半月ほど前に、妻子あるあの男──イケメン俳優とホテルから出てきたところを盗み撮りされた。その写真が掲載された発売前の週刊誌が所属事務所に送られてきた──差出人は出版元の編集部だった。この事は事務所にとって青天の霹靂だった。純恋が誰かと付き合っているなど、誰も把握してなかった。マネージャーの後藤は、すぐに休暇中の結城純恋に電話をした。

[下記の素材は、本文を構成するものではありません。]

//! Core types used throughout the service

use serde::{Deserialize, Serialize};
use std::fmt;
use std::str::FromStr;

use crate::errors::SharedError;

pub mod drill;
pub mod plan;
pub mod profile;
pub mod recommendation;
pub mod request;
pub mod session;

pub use drill::*;
pub use plan::*;
pub use profile::*;
pub use recommendation::*;
pub use request::*;
pub use session::*;

/// Training categories accepted anywhere a category is named
#[derive(Debug, Clone, Copy, PartialEq, Eq, Hash, PartialOrd, Ord, Serialize, Deserialize)]
#[serde(rename_all = "lowercase")]
pub enum SkillCategory {
    #[serde(alias = "Technical")]
    Technical,
    #[serde(alias = "Physical")]
    Physical,
    #[serde(alias = "Tactical")]
    Tactical,
    #[serde(alias = "Recovery")]
    Recovery,
}

impl SkillCategory {
    pub const ALL: [SkillCategory; 4] = [
        SkillCategory::Technical,
        SkillCategory::Physical,
        SkillCategory::Tactical,
        SkillCategory::Recovery,
    ];

    pub fn as_str(&self) -> &'static str {
        match self {
            SkillCategory::Technical => "technical",
            SkillCategory::Physical => "physical",
            SkillCategory::Tactical => "tactical",
            SkillCategory::Recovery => "recovery",
        }
    }
}

impl fmt::Display for SkillCategory {
    fn fmt(&self, f: &mut fmt::Formatter<'_>) -> fmt::Result {
        f.write_str(self.as_str())
    }
}

impl FromStr for SkillCategory {
    type Err = SharedError;

    fn from_str(s: &str) -> Result<Self, Self::Err> {
        match s.trim().to_lowercase().as_str() {
            "technical" => Ok(SkillCategory::Technical),
            "physical" => Ok(SkillCategory::Physical),
            "tactical" => Ok(SkillCategory::Tactical),
            "recovery" => Ok(SkillCategory::Recovery),
            _ => Err(SharedError::UnknownVariant {
                kind: "category",
                value: s.to_string(),
            }),
        }
    }
}

/// API failure reasons for text-generation model requests
#[derive(Debug, Clone, PartialEq, Eq, Serialize, Deserialize)]
pub enum ApiFailure {
    /// Authentication failed (invalid API key)
    AuthenticationFailed,
    /// Rate limit exceeded
    RateLimitExceeded,
    /// Invalid request format or parameters
    InvalidRequest(String),
    /// Response arrived but its envelope was not what the API documents
    MalformedResponse(String),
    /// Network/connection error
    NetworkError(String),
    /// Server error from provider
    ServerError(String),
    /// Request timeout
    Timeout,
    /// Service temporarily unavailable
    ServiceUnavailable,
}

impl ApiFailure {
    /// Whether the same call may succeed if simply tried again
    pub fn is_retryable(&self) -> bool {
        match self {
            ApiFailure::RateLimitExceeded
            | ApiFailure::MalformedResponse(_)
            | ApiFailure::NetworkError(_)
            | ApiFailure::ServerError(_)
            | ApiFailure::Timeout
            | ApiFailure::ServiceUnavailable => true,
            ApiFailure::AuthenticationFailed | ApiFailure::InvalidRequest(_) => false,
        }
    }

    /// Whether the failure suggests the model service itself is down
    /// (as opposed to a one-off bad response)
    pub fn indicates_outage(&self) -> bool {
        matches!(
            self,
            ApiFailure::NetworkError(_) | ApiFailure::Timeout | ApiFailure::ServiceUnavailable | ApiFailure::ServerError(_)
        )
    }
}

impl fmt::Display for ApiFailure {
    fn fmt(&self, f: &mut fmt::Formatter<'_>) -> fmt::Result {
        match self {
            ApiFailure::AuthenticationFailed => write!(f, "authentication with the model service failed"),
            ApiFailure::RateLimitExceeded => write!(f, "model service rate limit exceeded"),
            ApiFailure::InvalidRequest(msg) => write!(f, "invalid model request: {msg}"),
            ApiFailure::MalformedResponse(msg) => write!(f, "malformed model response: {msg}"),
            ApiFailure::NetworkError(msg) => write!(f, "network error: {msg}"),
            ApiFailure::ServerError(msg) => write!(f, "model service error: {msg}"),
            ApiFailure::Timeout => write!(f, "model call timed out"),
            ApiFailure::ServiceUnavailable => write!(f, "model service unavailable"),
        }
    }
}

純恋は今日と同じ自宅のリビングで電話を受けた。内容を聞くにつれ、純恋の顔からは血の気が引いた。どうして付き合っているのがばれたのか? 全く判らない。誰かリークしたのか? 付き合っているのはあの男と自分以外知らない筈だ。困惑する純恋に後藤は自宅謹慎を言い渡して電話を切った。
純恋はその場にへたり込んだ。しばらく呆然としていたがあの男に電話をかけてみた──繋がらない。何度かけても繋がらない。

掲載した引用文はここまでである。